*** Begin section ***
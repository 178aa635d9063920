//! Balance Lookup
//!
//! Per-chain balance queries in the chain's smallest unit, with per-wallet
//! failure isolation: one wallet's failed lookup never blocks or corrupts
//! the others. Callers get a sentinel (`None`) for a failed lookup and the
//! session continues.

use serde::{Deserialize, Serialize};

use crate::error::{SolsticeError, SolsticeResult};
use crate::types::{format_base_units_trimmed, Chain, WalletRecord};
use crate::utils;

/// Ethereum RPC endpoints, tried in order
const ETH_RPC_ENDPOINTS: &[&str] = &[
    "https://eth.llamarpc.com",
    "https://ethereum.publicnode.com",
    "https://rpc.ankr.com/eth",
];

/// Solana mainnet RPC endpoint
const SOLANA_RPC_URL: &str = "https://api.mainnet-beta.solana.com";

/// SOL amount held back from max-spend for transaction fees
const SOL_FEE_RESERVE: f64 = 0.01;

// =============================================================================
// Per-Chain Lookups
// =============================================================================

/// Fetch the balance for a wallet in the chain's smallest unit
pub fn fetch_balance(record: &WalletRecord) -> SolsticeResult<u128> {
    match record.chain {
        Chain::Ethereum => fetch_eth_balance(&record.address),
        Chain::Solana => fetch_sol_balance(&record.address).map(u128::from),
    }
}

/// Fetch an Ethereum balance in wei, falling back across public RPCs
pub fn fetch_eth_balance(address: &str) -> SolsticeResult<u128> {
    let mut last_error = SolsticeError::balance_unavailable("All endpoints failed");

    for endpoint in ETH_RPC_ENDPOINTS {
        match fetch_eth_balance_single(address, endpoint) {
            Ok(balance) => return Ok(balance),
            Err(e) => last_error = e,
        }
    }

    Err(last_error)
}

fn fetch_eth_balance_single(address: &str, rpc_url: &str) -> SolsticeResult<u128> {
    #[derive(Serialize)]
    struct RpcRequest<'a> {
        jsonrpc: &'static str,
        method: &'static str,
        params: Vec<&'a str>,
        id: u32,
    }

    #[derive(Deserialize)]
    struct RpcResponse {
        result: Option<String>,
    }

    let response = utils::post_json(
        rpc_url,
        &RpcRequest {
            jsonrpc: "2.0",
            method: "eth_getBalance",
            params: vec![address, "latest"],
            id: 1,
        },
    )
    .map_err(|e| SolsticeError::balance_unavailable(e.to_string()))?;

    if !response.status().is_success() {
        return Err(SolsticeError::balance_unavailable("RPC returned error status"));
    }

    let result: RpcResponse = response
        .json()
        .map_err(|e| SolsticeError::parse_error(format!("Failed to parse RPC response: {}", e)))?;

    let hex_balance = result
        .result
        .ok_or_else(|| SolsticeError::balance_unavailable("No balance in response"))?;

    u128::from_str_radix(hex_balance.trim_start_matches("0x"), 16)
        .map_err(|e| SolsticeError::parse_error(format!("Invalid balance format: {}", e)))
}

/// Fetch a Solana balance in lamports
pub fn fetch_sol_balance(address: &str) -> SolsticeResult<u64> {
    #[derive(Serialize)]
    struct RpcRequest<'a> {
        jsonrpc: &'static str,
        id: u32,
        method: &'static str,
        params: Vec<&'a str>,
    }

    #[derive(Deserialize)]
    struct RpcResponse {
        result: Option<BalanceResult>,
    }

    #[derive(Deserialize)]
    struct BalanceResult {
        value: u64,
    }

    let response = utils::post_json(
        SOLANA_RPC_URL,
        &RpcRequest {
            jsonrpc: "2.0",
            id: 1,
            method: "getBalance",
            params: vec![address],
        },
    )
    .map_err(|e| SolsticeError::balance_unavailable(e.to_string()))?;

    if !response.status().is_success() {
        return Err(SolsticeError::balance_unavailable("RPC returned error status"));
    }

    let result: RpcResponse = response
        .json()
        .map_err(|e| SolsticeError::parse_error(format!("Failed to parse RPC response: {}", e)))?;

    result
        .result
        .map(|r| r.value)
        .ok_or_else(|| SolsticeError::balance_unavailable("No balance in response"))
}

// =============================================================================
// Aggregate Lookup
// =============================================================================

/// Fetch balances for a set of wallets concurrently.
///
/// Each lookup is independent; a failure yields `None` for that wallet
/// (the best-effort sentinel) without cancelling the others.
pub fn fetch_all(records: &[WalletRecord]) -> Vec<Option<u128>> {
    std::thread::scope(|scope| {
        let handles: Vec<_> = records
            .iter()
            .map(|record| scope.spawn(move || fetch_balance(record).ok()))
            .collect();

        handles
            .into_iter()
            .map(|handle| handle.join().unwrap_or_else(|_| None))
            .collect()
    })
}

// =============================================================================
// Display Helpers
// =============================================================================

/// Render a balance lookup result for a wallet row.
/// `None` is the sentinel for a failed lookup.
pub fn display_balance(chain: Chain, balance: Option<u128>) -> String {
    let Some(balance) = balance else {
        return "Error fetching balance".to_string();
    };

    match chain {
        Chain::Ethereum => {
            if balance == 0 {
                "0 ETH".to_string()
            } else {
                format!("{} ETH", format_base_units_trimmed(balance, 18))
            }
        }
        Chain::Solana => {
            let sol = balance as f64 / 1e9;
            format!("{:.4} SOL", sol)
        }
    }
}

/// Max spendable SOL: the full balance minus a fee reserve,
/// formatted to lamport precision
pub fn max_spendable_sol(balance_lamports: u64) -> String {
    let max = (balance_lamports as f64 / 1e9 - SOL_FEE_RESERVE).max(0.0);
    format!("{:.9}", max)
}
*** End section ***
*** Begin section ***
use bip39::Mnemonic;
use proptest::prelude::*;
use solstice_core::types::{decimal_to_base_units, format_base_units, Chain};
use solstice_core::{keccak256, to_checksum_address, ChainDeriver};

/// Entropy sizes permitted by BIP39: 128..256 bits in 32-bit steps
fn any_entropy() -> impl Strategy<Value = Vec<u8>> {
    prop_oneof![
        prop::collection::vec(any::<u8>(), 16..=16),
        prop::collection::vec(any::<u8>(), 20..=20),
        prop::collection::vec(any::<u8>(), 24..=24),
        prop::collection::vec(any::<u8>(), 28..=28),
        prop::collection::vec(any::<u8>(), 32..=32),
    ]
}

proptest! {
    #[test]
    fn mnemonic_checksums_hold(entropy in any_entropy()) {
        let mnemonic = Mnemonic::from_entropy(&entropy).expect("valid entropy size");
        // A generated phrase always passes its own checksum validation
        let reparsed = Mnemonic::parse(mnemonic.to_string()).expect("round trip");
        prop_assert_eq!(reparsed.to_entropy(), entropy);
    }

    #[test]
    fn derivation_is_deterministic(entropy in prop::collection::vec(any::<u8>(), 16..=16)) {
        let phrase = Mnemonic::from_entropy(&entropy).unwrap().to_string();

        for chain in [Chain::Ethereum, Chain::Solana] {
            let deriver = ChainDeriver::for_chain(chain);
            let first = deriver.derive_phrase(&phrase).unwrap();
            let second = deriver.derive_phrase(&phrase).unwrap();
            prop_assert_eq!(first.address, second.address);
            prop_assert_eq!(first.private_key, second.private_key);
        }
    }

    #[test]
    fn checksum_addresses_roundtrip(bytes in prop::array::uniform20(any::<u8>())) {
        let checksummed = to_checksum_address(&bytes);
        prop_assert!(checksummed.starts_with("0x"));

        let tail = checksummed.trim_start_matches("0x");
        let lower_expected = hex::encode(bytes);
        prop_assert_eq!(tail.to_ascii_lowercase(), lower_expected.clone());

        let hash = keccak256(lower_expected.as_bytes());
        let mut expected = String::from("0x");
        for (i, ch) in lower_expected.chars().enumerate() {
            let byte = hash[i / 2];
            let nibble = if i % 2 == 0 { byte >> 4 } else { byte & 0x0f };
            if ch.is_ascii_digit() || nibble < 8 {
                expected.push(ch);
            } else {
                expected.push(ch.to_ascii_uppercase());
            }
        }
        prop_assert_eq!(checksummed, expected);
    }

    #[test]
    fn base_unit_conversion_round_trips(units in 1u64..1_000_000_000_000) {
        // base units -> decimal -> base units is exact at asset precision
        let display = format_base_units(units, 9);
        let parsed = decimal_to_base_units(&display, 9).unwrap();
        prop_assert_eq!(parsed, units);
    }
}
*** End section ***
*** Begin section ***
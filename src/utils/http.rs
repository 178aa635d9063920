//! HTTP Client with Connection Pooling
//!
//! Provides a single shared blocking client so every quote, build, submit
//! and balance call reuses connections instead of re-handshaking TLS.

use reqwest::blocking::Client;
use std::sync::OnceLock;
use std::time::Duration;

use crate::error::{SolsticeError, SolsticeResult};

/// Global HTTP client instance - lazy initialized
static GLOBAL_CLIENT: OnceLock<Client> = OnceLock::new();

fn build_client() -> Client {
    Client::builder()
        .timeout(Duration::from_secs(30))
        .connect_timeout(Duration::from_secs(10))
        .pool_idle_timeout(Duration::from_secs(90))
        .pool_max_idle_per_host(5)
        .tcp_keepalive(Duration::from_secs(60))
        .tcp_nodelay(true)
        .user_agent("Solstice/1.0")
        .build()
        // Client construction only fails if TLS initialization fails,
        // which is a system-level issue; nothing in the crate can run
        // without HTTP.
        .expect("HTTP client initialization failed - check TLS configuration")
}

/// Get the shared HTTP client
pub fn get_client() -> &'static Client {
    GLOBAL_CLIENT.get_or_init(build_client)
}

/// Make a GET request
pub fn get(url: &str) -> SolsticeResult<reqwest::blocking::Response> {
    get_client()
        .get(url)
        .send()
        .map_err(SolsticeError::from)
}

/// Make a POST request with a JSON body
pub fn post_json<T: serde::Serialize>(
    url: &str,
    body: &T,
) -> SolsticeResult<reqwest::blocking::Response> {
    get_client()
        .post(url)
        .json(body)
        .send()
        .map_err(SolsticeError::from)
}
*** End section ***
In the data above, find the line with "for transaction fees" and the line with "balance in lamports". Retype both, plus every line between them, exactly.

/// SOL amount held back from max-spend for transaction fees
const SOL_FEE_RESERVE: f64 = 0.01;

// =============================================================================
// Per-Chain Lookups
// =============================================================================

/// Fetch the balance for a wallet in the chain's smallest unit
pub fn fetch_balance(record: &WalletRecord) -> SolsticeResult<u128> {
    match record.chain {
        Chain::Ethereum => fetch_eth_balance(&record.address),
        Chain::Solana => fetch_sol_balance(&record.address).map(u128::from),
    }
}

/// Fetch an Ethereum balance in wei, falling back across public RPCs
pub fn fetch_eth_balance(address: &str) -> SolsticeResult<u128> {
    let mut last_error = SolsticeError::balance_unavailable("All endpoints failed");

    for endpoint in ETH_RPC_ENDPOINTS {
        match fetch_eth_balance_single(address, endpoint) {
            Ok(balance) => return Ok(balance),
            Err(e) => last_error = e,
        }
    }

    Err(last_error)
}

fn fetch_eth_balance_single(address: &str, rpc_url: &str) -> SolsticeResult<u128> {
    #[derive(Serialize)]
    struct RpcRequest<'a> {
        jsonrpc: &'static str,
        method: &'static str,
        params: Vec<&'a str>,
        id: u32,
    }

    #[derive(Deserialize)]
    struct RpcResponse {
        result: Option<String>,
    }

    let response = utils::post_json(
        rpc_url,
        &RpcRequest {
            jsonrpc: "2.0",
            method: "eth_getBalance",
            params: vec![address, "latest"],
            id: 1,
        },
    )
    .map_err(|e| SolsticeError::balance_unavailable(e.to_string()))?;

    if !response.status().is_success() {
        return Err(SolsticeError::balance_unavailable("RPC returned error status"));
    }

    let result: RpcResponse = response
        .json()
        .map_err(|e| SolsticeError::parse_error(format!("Failed to parse RPC response: {}", e)))?;

    let hex_balance = result
        .result
        .ok_or_else(|| SolsticeError::balance_unavailable("No balance in response"))?;

    u128::from_str_radix(hex_balance.trim_start_matches("0x"), 16)
        .map_err(|e| SolsticeError::parse_error(format!("Invalid balance format: {}", e)))
}

/// Fetch a Solana balance in lamports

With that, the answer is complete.